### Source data
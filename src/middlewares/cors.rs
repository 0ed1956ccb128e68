use actix_cors::Cors;

pub fn create_cors() -> Cors {
    Cors::default()
        .allowed_origin_fn(|_, _req_head| {
            // 在生产环境中应该限制允许的域名
            true
        })
        .allowed_methods(vec!["GET", "POST", "PUT", "DELETE", "OPTIONS"])
        // 本地开发放宽，防止前端自定义 Header 导致预检失败
        .allow_any_header()
        .supports_credentials()
        .max_age(3600)
}
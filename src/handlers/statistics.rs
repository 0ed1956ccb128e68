use actix_web::{web, HttpMessage, HttpRequest, HttpResponse, ResponseError, Result};
use chrono::Utc;
use serde_json::json;
use crate::models::*;
use crate::services::StatisticsService;

fn get_user_id_from_request(req: &HttpRequest) -> Option<i64> {
    req.extensions().get::<i64>().copied()
}

#[utoipa::path(
    get,
    path = "/statistics",
    tag = "statistics",
    security(
        ("bearer_auth" = [])
    ),
    params(
        ("start_date" = Option<String>, Query, description = "Range start (RFC 3339), defaults to current month start"),
        ("end_date" = Option<String>, Query, description = "Range end (RFC 3339), defaults to next month start")
    ),
    responses(
        (status = 200, description = "Earnings summary", body = StatisticsResponse),
        (status = 401, description = "Unauthorized")
    )
)]
pub async fn summary(
    statistics_service: web::Data<StatisticsService>,
    req: HttpRequest,
    query: web::Query<StatisticsQuery>,
) -> Result<HttpResponse> {
    let tutor_id = get_user_id_from_request(&req).unwrap_or(0);

    match statistics_service
        .summary(tutor_id, query.into_inner(), Utc::now())
        .await
    {
        Ok(response) => Ok(HttpResponse::Ok().json(json!({
            "success": true,
            "data": response
        }))),
        Err(e) => Ok(e.error_response()),
    }
}

#[utoipa::path(
    get,
    path = "/statistics/by-subject",
    tag = "statistics",
    security(
        ("bearer_auth" = [])
    ),
    responses(
        (status = 200, description = "Lesson counts and totals per subject", body = [SubjectStat]),
        (status = 401, description = "Unauthorized")
    )
)]
pub async fn by_subject(
    statistics_service: web::Data<StatisticsService>,
    req: HttpRequest,
    query: web::Query<StatisticsQuery>,
) -> Result<HttpResponse> {
    let tutor_id = get_user_id_from_request(&req).unwrap_or(0);

    match statistics_service
        .by_subject(tutor_id, query.into_inner(), Utc::now())
        .await
    {
        Ok(stats) => Ok(HttpResponse::Ok().json(json!({
            "success": true,
            "data": stats
        }))),
        Err(e) => Ok(e.error_response()),
    }
}

#[utoipa::path(
    get,
    path = "/statistics/by-type",
    tag = "statistics",
    security(
        ("bearer_auth" = [])
    ),
    responses(
        (status = 200, description = "Lesson counts and totals per lesson type", body = [LessonTypeStat]),
        (status = 401, description = "Unauthorized")
    )
)]
pub async fn by_lesson_type(
    statistics_service: web::Data<StatisticsService>,
    req: HttpRequest,
    query: web::Query<StatisticsQuery>,
) -> Result<HttpResponse> {
    let tutor_id = get_user_id_from_request(&req).unwrap_or(0);

    match statistics_service
        .by_lesson_type(tutor_id, query.into_inner(), Utc::now())
        .await
    {
        Ok(stats) => Ok(HttpResponse::Ok().json(json!({
            "success": true,
            "data": stats
        }))),
        Err(e) => Ok(e.error_response()),
    }
}

#[utoipa::path(
    get,
    path = "/statistics/by-student",
    tag = "statistics",
    security(
        ("bearer_auth" = [])
    ),
    responses(
        (status = 200, description = "Lesson counts and totals per student", body = [StudentStat]),
        (status = 401, description = "Unauthorized")
    )
)]
pub async fn by_student(
    statistics_service: web::Data<StatisticsService>,
    req: HttpRequest,
    query: web::Query<StatisticsQuery>,
) -> Result<HttpResponse> {
    let tutor_id = get_user_id_from_request(&req).unwrap_or(0);

    match statistics_service
        .by_student(tutor_id, query.into_inner(), Utc::now())
        .await
    {
        Ok(stats) => Ok(HttpResponse::Ok().json(json!({
            "success": true,
            "data": stats
        }))),
        Err(e) => Ok(e.error_response()),
    }
}

pub fn statistics_config(cfg: &mut web::ServiceConfig) {
    cfg.service(
        web::scope("/statistics")
            .route("", web::get().to(summary))
            .route("/by-subject", web::get().to(by_subject))
            .route("/by-type", web::get().to(by_lesson_type))
            .route("/by-student", web::get().to(by_student)),
    );
}
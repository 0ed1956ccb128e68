use crate::error::{AppError, AppResult};
use chrono::{Duration, Utc};
use jsonwebtoken::{decode, encode, Algorithm, DecodingKey, EncodingKey, Header, Validation};
use serde::{Deserialize, Serialize};

#[derive(Debug, Serialize, Deserialize)]
pub struct Claims {
    pub sub: String, // user_id
    pub email: String,
    pub exp: i64,
    pub iat: i64,
}

#[derive(Clone)]
pub struct JwtService {
    encoding_key: EncodingKey,
    decoding_key: DecodingKey,
    expires_in: i64,
}

impl JwtService {
    pub fn new(secret: &str, expires_in: i64) -> Self {
        Self {
            encoding_key: EncodingKey::from_secret(secret.as_bytes()),
            decoding_key: DecodingKey::from_secret(secret.as_bytes()),
            expires_in,
        }
    }

    pub fn generate_token(&self, user_id: i64, email: &str) -> AppResult<String> {
        let now = Utc::now();
        let exp = now + Duration::seconds(self.expires_in);

        let claims = Claims {
            sub: user_id.to_string(),
            email: email.to_string(),
            exp: exp.timestamp(),
            iat: now.timestamp(),
        };

        encode(&Header::default(), &claims, &self.encoding_key).map_err(AppError::JwtError)
    }

    pub fn verify_token(&self, token: &str) -> AppResult<Claims> {
        let validation = Validation::new(Algorithm::HS256);
        decode::<Claims>(token, &self.decoding_key, &validation)
            .map(|data| data.claims)
            .map_err(AppError::JwtError)
    }

    pub fn get_expires_in(&self) -> i64 {
        self.expires_in
    }
}

#[cfg(test)]
mod tests {
    use super::*;

    #[test]
    fn test_generate_and_verify_token() {
        let service = JwtService::new("test-secret", 3600);
        let token = service.generate_token(42, "tutor@example.com").unwrap();

        let claims = service.verify_token(&token).unwrap();
        assert_eq!(claims.sub, "42");
        assert_eq!(claims.email, "tutor@example.com");
        assert!(claims.exp > claims.iat);
    }

    #[test]
    fn test_verify_rejects_wrong_secret() {
        let service = JwtService::new("test-secret", 3600);
        let token = service.generate_token(42, "tutor@example.com").unwrap();

        let other = JwtService::new("other-secret", 3600);
        assert!(other.verify_token(&token).is_err());
    }
}
use crate::database::DbPool;
use crate::entities::{lesson_entity, LessonStatus};
use crate::error::AppResult;
use crate::services::{LessonService, TutorLocks};
use crate::utils::schedule::{self, WEEK};
use chrono::{DateTime, Utc};
use sea_orm::{ColumnTrait, EntityTrait, QueryFilter, QueryOrder, Set};
use std::collections::{BTreeMap, BTreeSet};
use uuid::Uuid;

/// Maintenance job that keeps every active weekly series topped up to the
/// rolling three-month horizon. Safe to re-run: the anchor is the series'
/// latest persisted lesson and conflicting slots are skipped, so an
/// interrupted run just resumes where it left off.
#[derive(Clone)]
pub struct RecurringService {
    pool: DbPool,
    lessons: LessonService,
    locks: TutorLocks,
}

impl RecurringService {
    pub fn new(pool: DbPool, lessons: LessonService, locks: TutorLocks) -> Self {
        Self {
            pool,
            lessons,
            locks,
        }
    }

    /// Extend every series that still has SCHEDULED recurring lessons.
    /// Returns the total number of occurrences created; no active series is
    /// a no-op. The horizon is computed from `now`, not from the anchors.
    pub async fn extend_series(&self, now: DateTime<Utc>) -> AppResult<u64> {
        let recurring = lesson_entity::Entity::find()
            .filter(lesson_entity::Column::IsRecurring.eq(true))
            .filter(lesson_entity::Column::Status.eq(LessonStatus::Scheduled))
            .all(&*self.pool)
            .await?;

        if recurring.is_empty() {
            log::debug!("No recurring lessons to extend");
            return Ok(0);
        }

        // 按 tutor 分组，锁内处理该 tutor 的全部系列
        let mut by_tutor: BTreeMap<i64, BTreeSet<Uuid>> = BTreeMap::new();
        for lesson in &recurring {
            match lesson.series_id {
                Some(series_id) => {
                    by_tutor.entry(lesson.tutor_id).or_default().insert(series_id);
                }
                None => {
                    log::warn!("Recurring lesson {} has no series id, skipping", lesson.id);
                }
            }
        }

        let horizon = schedule::series_horizon(now);
        let mut total = 0u64;

        for (tutor_id, series_ids) in by_tutor {
            let _guard = self.locks.acquire(tutor_id).await;

            let mut staged = Vec::new();
            let mut staged_slots: Vec<(DateTime<Utc>, DateTime<Utc>)> = Vec::new();

            for series_id in series_ids {
                // 取系列中最晚一课为锚点（含已取消/已完成，避免重复生成已覆盖的周）
                let anchor = lesson_entity::Entity::find()
                    .filter(lesson_entity::Column::SeriesId.eq(series_id))
                    .order_by_desc(lesson_entity::Column::StartTime)
                    .one(&*self.pool)
                    .await?;
                let Some(anchor) = anchor else {
                    continue;
                };

                let slots = schedule::weekly_slots(
                    anchor.start_time + WEEK,
                    anchor.end_time + WEEK,
                    horizon,
                );
                for (slot_start, slot_end) in slots {
                    if self
                        .lessons
                        .has_conflict(tutor_id, slot_start, slot_end, None)
                        .await?
                    {
                        continue;
                    }
                    // 同一批尚未落库的课程也要互查
                    if staged_slots
                        .iter()
                        .any(|&(s, e)| schedule::overlaps(s, e, slot_start, slot_end))
                    {
                        continue;
                    }

                    staged_slots.push((slot_start, slot_end));
                    // 只带结构字段，备注类字段不向后传播
                    staged.push(lesson_entity::ActiveModel {
                        id: Set(Uuid::new_v4()),
                        tutor_id: Set(tutor_id),
                        student_id: Set(anchor.student_id),
                        subject: Set(anchor.subject.clone()),
                        lesson_type: Set(anchor.lesson_type.clone()),
                        description: Set(None),
                        start_time: Set(slot_start),
                        end_time: Set(slot_end),
                        price: Set(anchor.price),
                        is_paid: Set(false),
                        status: Set(LessonStatus::Scheduled),
                        is_recurring: Set(true),
                        series_id: Set(Some(series_id)),
                        homework: Set(None),
                        notes: Set(None),
                        grade: Set(None),
                        ..Default::default()
                    });
                }
            }

            if staged.is_empty() {
                continue;
            }
            total += staged.len() as u64;
            lesson_entity::Entity::insert_many(staged)
                .exec(&*self.pool)
                .await?;
        }

        if total > 0 {
            log::info!("Extended recurring series: created {total} lessons");
        }
        Ok(total)
    }
}

#[cfg(test)]
mod tests {
    use super::*;
    use crate::entities::{LessonType, Subject};
    use crate::external::StatusNotifier;
    use chrono::TimeZone;
    use sea_orm::{DatabaseBackend, MockDatabase, MockExecResult};

    fn recurring_lesson(
        series_id: Uuid,
        start: DateTime<Utc>,
        end: DateTime<Utc>,
    ) -> lesson_entity::Model {
        lesson_entity::Model {
            id: Uuid::new_v4(),
            tutor_id: 1,
            student_id: Uuid::new_v4(),
            subject: Subject::Physics,
            lesson_type: LessonType::Olympics,
            description: Some("seed notes stay on the seed".to_string()),
            start_time: start,
            end_time: end,
            price: Some(2000.0),
            is_paid: false,
            status: LessonStatus::Scheduled,
            is_recurring: true,
            series_id: Some(series_id),
            homework: None,
            notes: None,
            grade: None,
            created_at: None,
            updated_at: None,
        }
    }

    fn service_with(db: sea_orm::DatabaseConnection) -> RecurringService {
        let db = std::sync::Arc::new(db);
        let locks = TutorLocks::new();
        let lessons = LessonService::new(db.clone(), StatusNotifier::new(16), locks.clone());
        RecurringService::new(db, lessons, locks)
    }

    #[tokio::test]
    async fn test_extend_without_recurring_lessons_is_noop() {
        let db = MockDatabase::new(DatabaseBackend::Postgres)
            .append_query_results([Vec::<lesson_entity::Model>::new()])
            .into_connection();
        let service = service_with(db);

        let now = Utc.with_ymd_and_hms(2025, 6, 2, 10, 0, 0).unwrap();
        assert_eq!(service.extend_series(now).await.unwrap(), 0);
    }

    #[tokio::test]
    async fn test_extend_fills_up_to_horizon() {
        // now = anchor start = Jun 2; horizon Sep 2; new slots Jun 9 .. Sep 1 = 13
        let now = Utc.with_ymd_and_hms(2025, 6, 2, 10, 0, 0).unwrap();
        let series_id = Uuid::new_v4();
        let anchor = recurring_lesson(series_id, now, now + chrono::Duration::hours(1));

        let mut mock = MockDatabase::new(DatabaseBackend::Postgres)
            // 所有 recurring SCHEDULED 课程
            .append_query_results([vec![anchor.clone()]])
            // 系列锚点查询
            .append_query_results([vec![anchor]]);
        // 13 个候选槽位全部空闲
        for _ in 0..13 {
            mock = mock.append_query_results([Vec::<lesson_entity::Model>::new()]);
        }
        let db = mock
            .append_exec_results([MockExecResult {
                last_insert_id: 0,
                rows_affected: 13,
            }])
            .into_connection();

        let service = service_with(db);
        assert_eq!(service.extend_series(now).await.unwrap(), 13);
    }

    #[tokio::test]
    async fn test_extend_skips_conflicting_week() {
        let now = Utc.with_ymd_and_hms(2025, 6, 2, 10, 0, 0).unwrap();
        let series_id = Uuid::new_v4();
        let anchor = recurring_lesson(series_id, now, now + chrono::Duration::hours(1));
        let blocker = recurring_lesson(Uuid::new_v4(), now, now + chrono::Duration::hours(1));

        let mut mock = MockDatabase::new(DatabaseBackend::Postgres)
            .append_query_results([vec![anchor.clone()]])
            .append_query_results([vec![anchor]]);
        // 第 3 个槽位被占，其余空闲
        for i in 0..13 {
            if i == 2 {
                mock = mock.append_query_results([vec![blocker.clone()]]);
            } else {
                mock = mock.append_query_results([Vec::<lesson_entity::Model>::new()]);
            }
        }
        let db = mock
            .append_exec_results([MockExecResult {
                last_insert_id: 0,
                rows_affected: 12,
            }])
            .into_connection();

        let service = service_with(db);
        // 冲突周次被跳过，其余周次照常创建
        assert_eq!(service.extend_series(now).await.unwrap(), 12);
    }
}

### Requirement
Search the records for the string "BTreeMap", and copy every line that holds it.

### Completed exercise
use std::collections::{BTreeMap, BTreeSet};
        let mut by_tutor: BTreeMap<i64, BTreeSet<Uuid>> = BTreeMap::new();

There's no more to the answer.